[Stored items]
Start of Block

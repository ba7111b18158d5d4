//! Breakout grading and target/stop computation.

use serde::{Deserialize, Serialize};

use super::pivot::{find_pivots, PivotKind, PivotWindow};
use super::trendline::{build_trend_line, PivotSide};
use crate::domain::Series;
use crate::error::DetectError;

/// Confidence grade of a breakout.
#[derive(Debug, Clone, Copy, PartialEq, Eq, PartialOrd, Ord, Hash, Serialize, Deserialize)]
#[serde(rename_all = "lowercase")]
pub enum Probability {
    None,
    Low,
    Medium,
    High,
}

/// Graded-probability breakout at one price.
#[derive(Debug, Clone, PartialEq, Serialize, Deserialize)]
pub struct GradedBreakout {
    pub price: f64,
    pub probability: Probability,
    pub breaks_resistance: bool,
    pub breaks_trendline: bool,
    pub convergence: bool,
    /// Nearest resistance below the price: the highest level it clears.
    pub broken_level: Option<f64>,
    pub trendline_price: Option<f64>,
}

impl GradedBreakout {
    pub fn is_buy(&self) -> bool {
        self.probability != Probability::None
    }
}

/// Grade `price` against resistance prices and an optional trend-line
/// projection. Convergence means the broken level and the projection agree
/// within `convergence_tolerance` of the level.
pub fn grade_breakout(
    price: f64,
    resistance: &[f64],
    trendline_price: Option<f64>,
    convergence_tolerance: f64,
) -> GradedBreakout {
    let broken_level = resistance
        .iter()
        .copied()
        .filter(|level| level.is_finite() && price > *level)
        .max_by(f64::total_cmp);
    let breaks_resistance = broken_level.is_some();
    let breaks_trendline = trendline_price.is_some_and(|tl| price > tl);
    let convergence = match (broken_level, trendline_price) {
        (Some(level), Some(tl)) if level != 0.0 => (tl - level).abs() / level < convergence_tolerance,
        _ => false,
    };

    let probability = match (breaks_resistance, breaks_trendline) {
        (true, true) if convergence => Probability::High,
        (true, true) => Probability::Medium,
        (true, false) | (false, true) => Probability::Low,
        (false, false) => Probability::None,
    };

    GradedBreakout {
        price,
        probability,
        breaks_resistance,
        breaks_trendline,
        convergence,
        broken_level,
        trendline_price,
    }
}

/// Parameters of end-to-end buy-signal evaluation.
#[derive(Debug, Clone, Copy, PartialEq, Serialize, Deserialize)]
#[serde(default)]
pub struct BuySignalParams {
    pub window: PivotWindow,
    pub convergence_tolerance: f64,
}

impl Default for BuySignalParams {
    fn default() -> Self {
        Self {
            window: PivotWindow::WIDE,
            convergence_tolerance: 0.01,
        }
    }
}

/// Grade the latest close of `series`.
///
/// Resistance is every HIGH pivot's high; the trend line runs through the two
/// most recent HIGH pivots and is projected to the last bar's date.
pub fn evaluate_buy_signal(series: &Series, params: &BuySignalParams) -> Result<GradedBreakout, DetectError> {
    series.require("buy_signal", params.window.span())?;
    let last = match series.last() {
        Some(bar) => *bar,
        None => return Err(DetectError::insufficient("buy_signal", params.window.span(), 0)),
    };

    let pivots = find_pivots(series, params.window);
    let resistance: Vec<f64> = pivots
        .iter()
        .filter(|p| p.kind == PivotKind::High)
        .map(|p| p.high)
        .collect();
    let trendline_price = build_trend_line(&pivots, PivotSide::High)?.map(|line| line.price_at(last.date));

    Ok(grade_breakout(last.close, &resistance, trendline_price, params.convergence_tolerance))
}

/// Constants of target/stop mode.
#[derive(Debug, Clone, Copy, PartialEq, Serialize, Deserialize)]
#[serde(default)]
pub struct TargetParams {
    /// A target level must sit at least this multiple above the breakout level.
    pub breakout_threshold: f64,
    /// Target multiple of the close when no level qualifies.
    pub fallback_target: f64,
    pub max_stop_loss: f64,
}

impl Default for TargetParams {
    fn default() -> Self {
        Self {
            breakout_threshold: 1.06,
            fallback_target: 1.10,
            max_stop_loss: 0.08,
        }
    }
}

#[derive(Debug, Clone, Copy, PartialEq, Serialize, Deserialize)]
pub struct BreakoutTargets {
    pub breakout_level: f64,
    pub profit_target: f64,
    pub profit_percentage: f64,
    pub stop_loss_percentage: f64,
    pub stop_price: f64,
}

/// Target and stop for a bar that crossed resistance intrabar.
///
/// A level counts as broken only when `open < level < close`. Returns `None`
/// when nothing was broken.
pub fn breakout_targets(
    open: f64,
    close: f64,
    resistance: &[f64],
    params: &TargetParams,
) -> Option<BreakoutTargets> {
    if !close.is_finite() || close <= 0.0 {
        return None;
    }
    let breakout_level = resistance
        .iter()
        .copied()
        .filter(|level| open < *level && *level < close)
        .max_by(f64::total_cmp)?;

    let profit_target = resistance
        .iter()
        .copied()
        .filter(|level| *level >= breakout_level * params.breakout_threshold)
        .min_by(f64::total_cmp)
        .unwrap_or(close * params.fallback_target);
    let profit_percentage = (profit_target - close) / close;
    let stop_loss_percentage = (profit_percentage / 2.0).min(params.max_stop_loss);

    Some(BreakoutTargets {
        breakout_level,
        profit_target,
        profit_percentage,
        stop_loss_percentage,
        stop_price: close * (1.0 - stop_loss_percentage),
    })
}

#[cfg(test)]
mod tests {
    use super::*;
    use crate::domain::{Bar, SymbolKey};
    use crate::indicators::{assert_approx, DEFAULT_EPSILON};
    use chrono::NaiveDate;

    #[test]
    fn grades() {
        let high = grade_breakout(105.0, &[100.0], Some(100.5), 0.01);
        assert_eq!(high.probability, Probability::High);
        assert!(high.is_buy());

        let medium = grade_breakout(105.0, &[100.0], Some(95.0), 0.01);
        assert_eq!(medium.probability, Probability::Medium);

        let resistance_only = grade_breakout(105.0, &[100.0], Some(110.0), 0.01);
        assert_eq!(resistance_only.probability, Probability::Low);

        let trendline_only = grade_breakout(105.0, &[120.0], Some(100.0), 0.01);
        assert_eq!(trendline_only.probability, Probability::Low);

        let nothing = grade_breakout(105.0, &[120.0], None, 0.01);
        assert_eq!(nothing.probability, Probability::None);
        assert!(!nothing.is_buy());
    }

    #[test]
    fn nearest_broken_level_is_highest_below_price() {
        let graded = grade_breakout(105.0, &[90.0, 120.0, 101.0, 95.0], None, 0.01);
        assert_eq!(graded.broken_level, Some(101.0));
    }

    #[test]
    fn convergence_is_judged_against_the_nearest_level() {
        // 90 would not converge with 101.5, 101 does.
        let graded = grade_breakout(105.0, &[90.0, 101.0], Some(101.5), 0.01);
        assert!(graded.convergence);
        assert_eq!(graded.probability, Probability::High);
    }

    #[test]
    fn targets_reference_case() {
        let targets = breakout_targets(90.0, 110.0, &[100.0, 120.0], &TargetParams::default()).unwrap();
        assert_approx(targets.breakout_level, 100.0, DEFAULT_EPSILON);
        assert_approx(targets.profit_target, 120.0, DEFAULT_EPSILON);
        assert_approx(targets.profit_percentage, 10.0 / 110.0, 1e-12);
        assert_approx(targets.stop_loss_percentage, 5.0 / 110.0, 1e-12);
        assert_approx(targets.stop_price, 105.0, 1e-9);
    }

    #[test]
    fn fallback_target_and_stop_cap() {
        let targets = breakout_targets(90.0, 110.0, &[100.0, 104.0], &TargetParams::default()).unwrap();
        assert_approx(targets.breakout_level, 104.0, DEFAULT_EPSILON);
        assert_approx(targets.profit_target, 121.0, 1e-9);
        // 10% / 2 = 5% stays under the 8% cap.
        assert_approx(targets.stop_loss_percentage, 0.05, 1e-9);

        let far = breakout_targets(90.0, 110.0, &[100.0, 200.0], &TargetParams::default()).unwrap();
        assert_approx(far.stop_loss_percentage, 0.08, DEFAULT_EPSILON);
    }

    #[test]
    fn close_above_without_intrabar_cross_is_no_signal() {
        // Gap up: the level is below the open, so it was not crossed intrabar.
        assert!(breakout_targets(101.0, 110.0, &[100.0], &TargetParams::default()).is_none());
        assert!(breakout_targets(90.0, 95.0, &[100.0], &TargetParams::default()).is_none());
        assert!(breakout_targets(90.0, 110.0, &[], &TargetParams::default()).is_none());
    }

    fn series_with_peaks() -> Series {
        // Two swing peaks (falling) followed by a rally through both.
        let mut closes = Vec::new();
        closes.extend((0..12).map(|i| 100.0 + i as f64));
        closes.extend((0..12).map(|i| 110.0 - i as f64));
        closes.extend((0..12).map(|i| 100.0 + 0.8 * i as f64));
        closes.extend((0..12).map(|i| 108.0 - i as f64));
        closes.extend((0..12).map(|i| 98.0 + 1.5 * i as f64));
        let base = NaiveDate::from_ymd_opt(2023, 1, 2).unwrap();
        let bars = closes
            .iter()
            .enumerate()
            .map(|(i, &c)| Bar {
                date: base + chrono::Duration::days(i as i64),
                open: c,
                high: c + 0.5,
                low: c - 0.5,
                close: c,
                volume: 1_000,
            })
            .collect();
        Series::new(SymbolKey::new("BRK", "usa"), bars).unwrap()
    }

    #[test]
    fn evaluate_buy_signal_on_rally() {
        let series = series_with_peaks();
        let graded = evaluate_buy_signal(&series, &BuySignalParams::default()).unwrap();
        assert!(graded.breaks_resistance);
        assert!(graded.breaks_trendline);
        assert!(!graded.convergence);
        assert_eq!(graded.probability, Probability::Medium);
        assert_eq!(graded.broken_level, Some(111.5));
    }

    #[test]
    fn evaluate_buy_signal_needs_full_window() {
        let series = series_with_peaks().truncated(10);
        let err = evaluate_buy_signal(&series, &BuySignalParams::default()).unwrap_err();
        assert!(err.is_insufficient_data());
    }
}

End of Block

Requirement: Collect the lines of the data that carry the word "NaiveDate".

Task solution:
    use chrono::NaiveDate;
        let base = NaiveDate::from_ymd_opt(2023, 1, 2).unwrap();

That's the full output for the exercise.